Correct Answer is []
Explanation
Rationale for Correct Condition
Preeclampsia is characterized by hypertension (≥140/90 mm Hg) and proteinuria (≥300 mg/24 hr) or signs of systemic involvement such as headache and edema. The client’s elevated BP, significant proteinuria, headache, hyperreflexia, and pitting edema strongly indicate preeclampsia. The absence of seizures rules out eclampsia, and the gestational age excludes chronic hypertension with superimposed preeclampsia.
Rationale for Correct Actions
Magnesium sulfate prevents seizures by stabilizing neuronal excitability and reducing cerebral vasospasm. It also lowers BP by promoting vascular relaxation. External fetal monitoring detects fetal distress from utero-placental insufficiency caused by preeclampsia-related hypertension and endothelial dysfunction.
Rationale for Correct Parameters
Blood pressure reflects disease progression and response to antihypertensives. Severe hypertension increases the risk of cerebral hemorrhage and placental abruption. Deep tendon reflexes indicate neurological impairment. Hyperreflexia signals worsening preeclampsia, while absent reflexes may indicate magnesium toxicity.
Rationale for Incorrect Conditions
Gestational hypertension lacks proteinuria and systemic symptoms. Chronic hypertension with superimposed preeclampsia requires a pre-existing hypertensive diagnosis. Eclampsia involves seizures, which the client has not reported.
Rationale for Incorrect Actions
Ampicillin is not indicated without infection. Rh immune globulin is unnecessary without Rh incompatibility. Anticoagulants are not first-line for preeclampsia.
Rationale for Incorrect Parameters
Temperature is not directly related to preeclampsia. Petechiae are signs of coagulopathy, not primary indicators.
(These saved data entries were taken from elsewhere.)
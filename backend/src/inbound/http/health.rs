//! Health endpoints: liveness and readiness probes for orchestration and
//! load balancers.

use std::sync::atomic::{AtomicBool, Ordering};

use actix_web::{HttpResponse, get, http::header, web};

/// Shared health state for readiness and liveness checks.
pub struct HealthState {
    ready: AtomicBool,
    live: AtomicBool,
}

impl Default for HealthState {
    fn default() -> Self {
        Self {
            ready: AtomicBool::new(false),
            live: AtomicBool::new(true),
        }
    }
}

impl HealthState {
    /// Create a new health state starting as not ready but live.
    #[must_use]
    pub fn new() -> Self {
        Self::default()
    }

    /// Mark the service as ready once the profile store is open.
    pub fn mark_ready(&self) {
        self.ready.store(true, Ordering::Release);
    }

    /// Flag the service as unhealthy so liveness checks fail fast during
    /// shutdown.
    pub fn mark_unhealthy(&self) {
        self.live.store(false, Ordering::Release);
    }

    /// Return readiness state.
    pub fn is_ready(&self) -> bool {
        self.ready.load(Ordering::Acquire)
    }

    /// Return liveness state. When false, liveness probes emit 503 to
    /// trigger restarts.
    pub fn is_alive(&self) -> bool {
        self.live.load(Ordering::Acquire)
    }

    fn probe_response(probe_ok: bool) -> HttpResponse {
        let mut response = if probe_ok {
            HttpResponse::Ok()
        } else {
            HttpResponse::ServiceUnavailable()
        };

        response
            .insert_header((header::CACHE_CONTROL, "no-store"))
            .finish()
    }
}

/// Readiness probe. Returns 200 once the profile store is open and the
/// server can handle traffic; 503 otherwise.
#[utoipa::path(
    get,
    path = "/health/ready",
    tags = ["health"],
    responses(
        (status = 200, description = "Server is ready to handle traffic"),
        (status = 503, description = "Server is not ready")
    )
)]
#[get("/health/ready")]
pub async fn ready(state: web::Data<HealthState>) -> HttpResponse {
    HealthState::probe_response(state.is_ready())
}

/// Liveness probe. Returns 200 while the process is marked alive and 503
/// once draining. Call [`HealthState::mark_unhealthy`] before graceful
/// shutdown to surface the drain early.
#[utoipa::path(
    get,
    path = "/health/live",
    tags = ["health"],
    responses(
        (status = 200, description = "Server is alive"),
        (status = 503, description = "Server is shutting down")
    )
)]
#[get("/health/live")]
pub async fn live(state: web::Data<HealthState>) -> HttpResponse {
    HealthState::probe_response(state.is_alive())
}

#[cfg(test)]
mod tests {
    use actix_web::http::StatusCode;
    use actix_web::{App, test as actix_test, web};

    use super::*;

    async fn probe(state: HealthState, uri: &str) -> actix_web::dev::ServiceResponse {
        let app = actix_test::init_service(
            App::new()
                .app_data(web::Data::new(state))
                .service(ready)
                .service(live),
        )
        .await;
        actix_test::call_service(&app, actix_test::TestRequest::get().uri(uri).to_request()).await
    }

    #[actix_web::test]
    async fn readiness_reports_unavailable_until_marked() {
        let response = probe(HealthState::new(), "/health/ready").await;

        assert_eq!(response.status(), StatusCode::SERVICE_UNAVAILABLE);
        assert_eq!(
            response
                .headers()
                .get(actix_web::http::header::CACHE_CONTROL)
                .and_then(|value| value.to_str().ok()),
            Some("no-store")
        );
    }

    #[actix_web::test]
    async fn readiness_reports_ok_once_marked() {
        let state = HealthState::new();
        state.mark_ready();

        let response = probe(state, "/health/ready").await;
        assert_eq!(response.status(), StatusCode::OK);
    }

    #[actix_web::test]
    async fn liveness_fails_after_marking_unhealthy() {
        let state = HealthState::new();
        assert_eq!(probe(state, "/health/live").await.status(), StatusCode::OK);

        let draining = HealthState::new();
        draining.mark_unhealthy();
        assert_eq!(
            probe(draining, "/health/live").await.status(),
            StatusCode::SERVICE_UNAVAILABLE
        );
    }
}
Pruritus is irrelevant unless liver dysfunction is suspected.
Take-Home Points
- Preeclampsia involves multisystem dysfunction with endothelial damage.
- Magnesium sulfate prevents seizures but must be monitored for toxicity.
- Differentiation from gestational hypertension is crucial for management.
- Fetal monitoring is key to detecting early signs of compromise.